THE DATA:
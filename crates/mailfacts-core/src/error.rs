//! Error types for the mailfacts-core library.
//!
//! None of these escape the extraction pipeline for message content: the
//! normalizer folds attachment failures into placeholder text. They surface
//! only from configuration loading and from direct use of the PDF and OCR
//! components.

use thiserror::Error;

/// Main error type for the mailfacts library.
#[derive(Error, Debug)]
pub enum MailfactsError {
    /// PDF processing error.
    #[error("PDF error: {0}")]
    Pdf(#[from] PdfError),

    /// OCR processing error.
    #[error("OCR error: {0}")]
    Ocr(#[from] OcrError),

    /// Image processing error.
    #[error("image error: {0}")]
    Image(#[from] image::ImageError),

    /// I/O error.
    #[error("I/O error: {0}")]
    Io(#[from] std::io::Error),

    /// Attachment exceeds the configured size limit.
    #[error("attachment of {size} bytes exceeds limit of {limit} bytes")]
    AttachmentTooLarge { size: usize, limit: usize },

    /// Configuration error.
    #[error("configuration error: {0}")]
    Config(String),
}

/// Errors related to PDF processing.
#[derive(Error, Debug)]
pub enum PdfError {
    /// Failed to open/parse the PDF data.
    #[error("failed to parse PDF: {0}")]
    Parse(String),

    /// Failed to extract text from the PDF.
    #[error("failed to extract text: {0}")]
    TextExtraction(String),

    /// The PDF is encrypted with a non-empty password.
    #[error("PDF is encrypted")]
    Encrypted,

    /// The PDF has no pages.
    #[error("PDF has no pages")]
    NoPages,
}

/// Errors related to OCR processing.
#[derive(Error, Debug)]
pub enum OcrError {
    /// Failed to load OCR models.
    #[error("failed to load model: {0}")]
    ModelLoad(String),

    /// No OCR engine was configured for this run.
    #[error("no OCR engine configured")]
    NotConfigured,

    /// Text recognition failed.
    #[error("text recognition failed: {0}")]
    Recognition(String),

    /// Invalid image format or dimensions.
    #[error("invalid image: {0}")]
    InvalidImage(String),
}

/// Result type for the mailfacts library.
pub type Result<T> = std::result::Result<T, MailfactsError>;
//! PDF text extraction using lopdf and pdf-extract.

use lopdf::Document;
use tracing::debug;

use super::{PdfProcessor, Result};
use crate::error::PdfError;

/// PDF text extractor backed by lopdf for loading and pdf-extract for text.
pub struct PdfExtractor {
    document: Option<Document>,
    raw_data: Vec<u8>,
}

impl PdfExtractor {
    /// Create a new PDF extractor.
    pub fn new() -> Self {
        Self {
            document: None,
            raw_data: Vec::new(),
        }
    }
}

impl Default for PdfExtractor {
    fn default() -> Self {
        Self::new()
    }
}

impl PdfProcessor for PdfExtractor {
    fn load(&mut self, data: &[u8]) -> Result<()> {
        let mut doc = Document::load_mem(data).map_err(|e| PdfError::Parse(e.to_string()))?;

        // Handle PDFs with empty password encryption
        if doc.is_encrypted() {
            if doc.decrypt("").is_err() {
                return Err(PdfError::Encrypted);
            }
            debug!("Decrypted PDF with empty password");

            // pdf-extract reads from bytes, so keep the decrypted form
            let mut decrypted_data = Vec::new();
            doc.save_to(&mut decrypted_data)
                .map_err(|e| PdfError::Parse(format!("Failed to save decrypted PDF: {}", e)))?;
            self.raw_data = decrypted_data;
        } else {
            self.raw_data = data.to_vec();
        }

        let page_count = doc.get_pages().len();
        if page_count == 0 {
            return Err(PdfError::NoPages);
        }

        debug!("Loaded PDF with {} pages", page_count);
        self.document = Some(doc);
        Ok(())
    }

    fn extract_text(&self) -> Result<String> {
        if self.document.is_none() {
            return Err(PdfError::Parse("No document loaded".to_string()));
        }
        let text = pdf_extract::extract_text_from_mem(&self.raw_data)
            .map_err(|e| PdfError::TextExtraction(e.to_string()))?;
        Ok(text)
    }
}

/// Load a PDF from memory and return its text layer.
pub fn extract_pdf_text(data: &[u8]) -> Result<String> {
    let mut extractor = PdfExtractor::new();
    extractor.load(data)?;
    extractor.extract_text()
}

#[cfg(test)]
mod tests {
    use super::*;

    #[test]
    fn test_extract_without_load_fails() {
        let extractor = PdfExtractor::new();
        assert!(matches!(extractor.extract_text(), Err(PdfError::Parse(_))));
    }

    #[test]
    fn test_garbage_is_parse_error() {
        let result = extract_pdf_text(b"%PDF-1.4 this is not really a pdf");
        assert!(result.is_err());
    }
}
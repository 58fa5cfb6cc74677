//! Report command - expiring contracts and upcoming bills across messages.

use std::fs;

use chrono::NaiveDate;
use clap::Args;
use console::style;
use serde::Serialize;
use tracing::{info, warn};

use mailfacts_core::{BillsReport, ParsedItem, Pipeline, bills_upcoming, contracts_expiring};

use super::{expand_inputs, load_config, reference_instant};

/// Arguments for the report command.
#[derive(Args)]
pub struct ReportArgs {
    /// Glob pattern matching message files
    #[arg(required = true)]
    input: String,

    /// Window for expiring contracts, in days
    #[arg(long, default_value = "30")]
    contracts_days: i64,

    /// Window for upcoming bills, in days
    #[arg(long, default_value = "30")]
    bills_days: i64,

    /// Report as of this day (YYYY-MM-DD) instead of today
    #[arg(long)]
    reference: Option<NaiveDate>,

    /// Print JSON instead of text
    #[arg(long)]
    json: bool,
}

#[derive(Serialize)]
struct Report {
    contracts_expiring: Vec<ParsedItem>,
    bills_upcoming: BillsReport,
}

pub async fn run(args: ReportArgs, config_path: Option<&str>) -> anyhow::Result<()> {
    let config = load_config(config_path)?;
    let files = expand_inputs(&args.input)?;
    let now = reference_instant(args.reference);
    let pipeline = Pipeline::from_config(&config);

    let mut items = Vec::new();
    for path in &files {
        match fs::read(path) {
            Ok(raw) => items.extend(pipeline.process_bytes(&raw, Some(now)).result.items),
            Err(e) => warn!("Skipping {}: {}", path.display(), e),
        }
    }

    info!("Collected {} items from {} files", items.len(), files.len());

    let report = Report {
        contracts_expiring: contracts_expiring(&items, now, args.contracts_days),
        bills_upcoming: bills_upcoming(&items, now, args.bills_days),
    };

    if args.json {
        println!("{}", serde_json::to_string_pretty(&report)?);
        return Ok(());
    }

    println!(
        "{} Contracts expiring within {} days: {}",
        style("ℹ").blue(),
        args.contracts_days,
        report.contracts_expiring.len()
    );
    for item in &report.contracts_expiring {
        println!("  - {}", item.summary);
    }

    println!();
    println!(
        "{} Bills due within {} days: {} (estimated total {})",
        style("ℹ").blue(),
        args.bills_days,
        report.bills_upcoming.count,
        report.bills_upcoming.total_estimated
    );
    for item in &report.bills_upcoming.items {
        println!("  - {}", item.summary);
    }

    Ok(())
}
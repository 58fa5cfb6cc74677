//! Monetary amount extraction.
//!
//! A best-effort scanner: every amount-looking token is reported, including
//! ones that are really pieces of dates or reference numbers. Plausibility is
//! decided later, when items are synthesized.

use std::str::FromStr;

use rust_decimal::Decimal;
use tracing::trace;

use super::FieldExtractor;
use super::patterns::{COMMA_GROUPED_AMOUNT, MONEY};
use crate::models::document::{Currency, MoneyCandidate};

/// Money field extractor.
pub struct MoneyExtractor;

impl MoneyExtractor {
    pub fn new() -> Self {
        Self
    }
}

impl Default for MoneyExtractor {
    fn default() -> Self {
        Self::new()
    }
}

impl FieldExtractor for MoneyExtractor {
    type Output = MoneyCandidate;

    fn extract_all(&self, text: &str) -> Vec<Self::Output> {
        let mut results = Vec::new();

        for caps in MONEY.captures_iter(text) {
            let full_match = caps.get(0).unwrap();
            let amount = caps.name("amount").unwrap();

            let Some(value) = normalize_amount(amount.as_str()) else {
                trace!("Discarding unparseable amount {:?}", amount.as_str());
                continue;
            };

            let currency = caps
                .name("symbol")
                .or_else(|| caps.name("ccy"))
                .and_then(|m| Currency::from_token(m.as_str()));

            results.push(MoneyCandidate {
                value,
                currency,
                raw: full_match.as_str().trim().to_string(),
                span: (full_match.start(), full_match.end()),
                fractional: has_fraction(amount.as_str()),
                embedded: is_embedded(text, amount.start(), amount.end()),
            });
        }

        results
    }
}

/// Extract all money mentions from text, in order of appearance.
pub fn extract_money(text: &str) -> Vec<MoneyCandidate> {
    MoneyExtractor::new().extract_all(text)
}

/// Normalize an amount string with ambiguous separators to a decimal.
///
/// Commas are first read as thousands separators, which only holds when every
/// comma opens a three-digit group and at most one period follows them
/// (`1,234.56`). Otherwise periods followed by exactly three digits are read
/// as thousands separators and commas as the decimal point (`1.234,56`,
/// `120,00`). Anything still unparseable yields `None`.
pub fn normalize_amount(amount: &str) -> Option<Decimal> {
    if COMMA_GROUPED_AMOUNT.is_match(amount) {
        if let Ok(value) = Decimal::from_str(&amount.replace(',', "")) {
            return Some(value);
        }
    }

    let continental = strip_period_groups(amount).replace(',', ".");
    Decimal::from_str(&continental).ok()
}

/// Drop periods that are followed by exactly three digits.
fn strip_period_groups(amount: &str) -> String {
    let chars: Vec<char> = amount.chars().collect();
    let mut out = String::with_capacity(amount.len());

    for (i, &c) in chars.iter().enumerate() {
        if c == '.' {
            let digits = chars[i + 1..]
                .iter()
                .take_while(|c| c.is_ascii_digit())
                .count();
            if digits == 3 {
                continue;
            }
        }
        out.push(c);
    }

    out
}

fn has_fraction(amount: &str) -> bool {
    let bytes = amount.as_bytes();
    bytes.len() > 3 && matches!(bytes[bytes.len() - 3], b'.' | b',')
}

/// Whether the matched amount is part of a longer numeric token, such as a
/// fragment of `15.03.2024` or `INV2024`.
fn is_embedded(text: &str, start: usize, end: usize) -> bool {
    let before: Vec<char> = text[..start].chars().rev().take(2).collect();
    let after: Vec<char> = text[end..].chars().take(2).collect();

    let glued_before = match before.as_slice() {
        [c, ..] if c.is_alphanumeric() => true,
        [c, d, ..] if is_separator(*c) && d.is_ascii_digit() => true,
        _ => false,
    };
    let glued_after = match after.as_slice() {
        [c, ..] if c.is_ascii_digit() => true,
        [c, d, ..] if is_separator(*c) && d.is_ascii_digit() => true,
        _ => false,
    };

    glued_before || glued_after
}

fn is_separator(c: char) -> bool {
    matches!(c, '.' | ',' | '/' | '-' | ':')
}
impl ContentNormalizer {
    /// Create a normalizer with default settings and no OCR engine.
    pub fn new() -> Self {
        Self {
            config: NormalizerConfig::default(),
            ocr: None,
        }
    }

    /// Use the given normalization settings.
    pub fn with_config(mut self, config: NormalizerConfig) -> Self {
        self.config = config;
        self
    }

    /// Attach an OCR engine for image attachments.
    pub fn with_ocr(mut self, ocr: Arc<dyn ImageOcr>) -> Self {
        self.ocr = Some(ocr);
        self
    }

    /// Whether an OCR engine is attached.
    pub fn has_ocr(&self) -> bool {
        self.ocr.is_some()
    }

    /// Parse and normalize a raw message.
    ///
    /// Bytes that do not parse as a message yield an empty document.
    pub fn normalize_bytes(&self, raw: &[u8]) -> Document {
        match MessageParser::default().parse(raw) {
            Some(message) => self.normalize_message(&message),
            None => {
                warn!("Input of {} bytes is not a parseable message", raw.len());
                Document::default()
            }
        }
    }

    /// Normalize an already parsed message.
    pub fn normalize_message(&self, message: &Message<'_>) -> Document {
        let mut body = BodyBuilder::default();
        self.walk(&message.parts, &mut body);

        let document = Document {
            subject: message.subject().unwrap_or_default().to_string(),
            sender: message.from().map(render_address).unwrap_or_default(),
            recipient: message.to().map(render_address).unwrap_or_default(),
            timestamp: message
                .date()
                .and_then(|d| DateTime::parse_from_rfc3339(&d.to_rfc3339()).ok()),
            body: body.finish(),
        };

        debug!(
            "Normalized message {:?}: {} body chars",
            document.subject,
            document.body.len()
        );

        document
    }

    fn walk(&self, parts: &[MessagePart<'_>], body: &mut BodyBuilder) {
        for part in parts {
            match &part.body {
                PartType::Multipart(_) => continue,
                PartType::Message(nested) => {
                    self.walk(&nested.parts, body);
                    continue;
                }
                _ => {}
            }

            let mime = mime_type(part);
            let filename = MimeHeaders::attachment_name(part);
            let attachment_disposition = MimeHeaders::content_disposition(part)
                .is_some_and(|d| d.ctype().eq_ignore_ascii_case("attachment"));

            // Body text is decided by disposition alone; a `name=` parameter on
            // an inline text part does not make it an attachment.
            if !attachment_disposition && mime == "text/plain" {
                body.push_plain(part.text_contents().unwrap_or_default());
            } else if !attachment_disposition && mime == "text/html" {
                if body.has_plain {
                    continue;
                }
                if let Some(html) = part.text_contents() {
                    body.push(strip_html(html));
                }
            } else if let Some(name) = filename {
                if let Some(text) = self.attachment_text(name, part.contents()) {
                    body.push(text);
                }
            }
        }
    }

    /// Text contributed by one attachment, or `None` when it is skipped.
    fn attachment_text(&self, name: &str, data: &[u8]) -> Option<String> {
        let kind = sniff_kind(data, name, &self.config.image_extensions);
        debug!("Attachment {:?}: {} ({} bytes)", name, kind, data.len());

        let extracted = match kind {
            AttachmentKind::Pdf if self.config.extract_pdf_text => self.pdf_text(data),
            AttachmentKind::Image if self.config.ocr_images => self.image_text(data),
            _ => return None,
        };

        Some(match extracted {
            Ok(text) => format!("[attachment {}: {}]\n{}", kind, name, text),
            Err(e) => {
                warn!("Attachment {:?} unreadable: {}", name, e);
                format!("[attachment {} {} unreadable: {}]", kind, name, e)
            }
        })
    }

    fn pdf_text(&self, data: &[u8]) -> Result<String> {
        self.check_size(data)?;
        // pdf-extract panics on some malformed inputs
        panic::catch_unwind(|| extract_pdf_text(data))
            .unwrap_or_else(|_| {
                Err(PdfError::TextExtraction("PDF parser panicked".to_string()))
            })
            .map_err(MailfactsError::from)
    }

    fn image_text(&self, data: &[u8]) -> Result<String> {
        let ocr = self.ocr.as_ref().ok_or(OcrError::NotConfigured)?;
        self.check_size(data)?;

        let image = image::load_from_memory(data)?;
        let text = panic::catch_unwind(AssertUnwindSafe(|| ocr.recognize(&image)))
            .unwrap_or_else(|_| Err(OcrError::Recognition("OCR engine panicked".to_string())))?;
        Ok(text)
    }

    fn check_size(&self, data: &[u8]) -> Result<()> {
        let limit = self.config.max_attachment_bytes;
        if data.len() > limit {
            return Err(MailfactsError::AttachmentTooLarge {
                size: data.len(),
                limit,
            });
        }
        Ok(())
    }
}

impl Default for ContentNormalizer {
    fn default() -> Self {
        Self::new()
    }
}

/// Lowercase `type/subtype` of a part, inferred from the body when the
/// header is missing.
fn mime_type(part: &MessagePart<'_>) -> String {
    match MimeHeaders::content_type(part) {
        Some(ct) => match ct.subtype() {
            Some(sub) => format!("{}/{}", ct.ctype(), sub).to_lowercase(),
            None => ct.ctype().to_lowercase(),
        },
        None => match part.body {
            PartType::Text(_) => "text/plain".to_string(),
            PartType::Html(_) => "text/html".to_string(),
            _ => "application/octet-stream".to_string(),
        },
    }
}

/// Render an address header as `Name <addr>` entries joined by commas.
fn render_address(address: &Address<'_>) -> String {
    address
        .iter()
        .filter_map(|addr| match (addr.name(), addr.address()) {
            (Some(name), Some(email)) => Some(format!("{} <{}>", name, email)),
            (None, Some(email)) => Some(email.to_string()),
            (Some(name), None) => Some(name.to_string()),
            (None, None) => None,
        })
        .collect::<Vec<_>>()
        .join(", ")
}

WHAT YOU HAVE TO DO: Your task is to list each line of the records with the word "NormalizerConfig".

RESULT OF THIS TASK:
            config: NormalizerConfig::default(),
    pub fn with_config(mut self, config: NormalizerConfig) -> Self {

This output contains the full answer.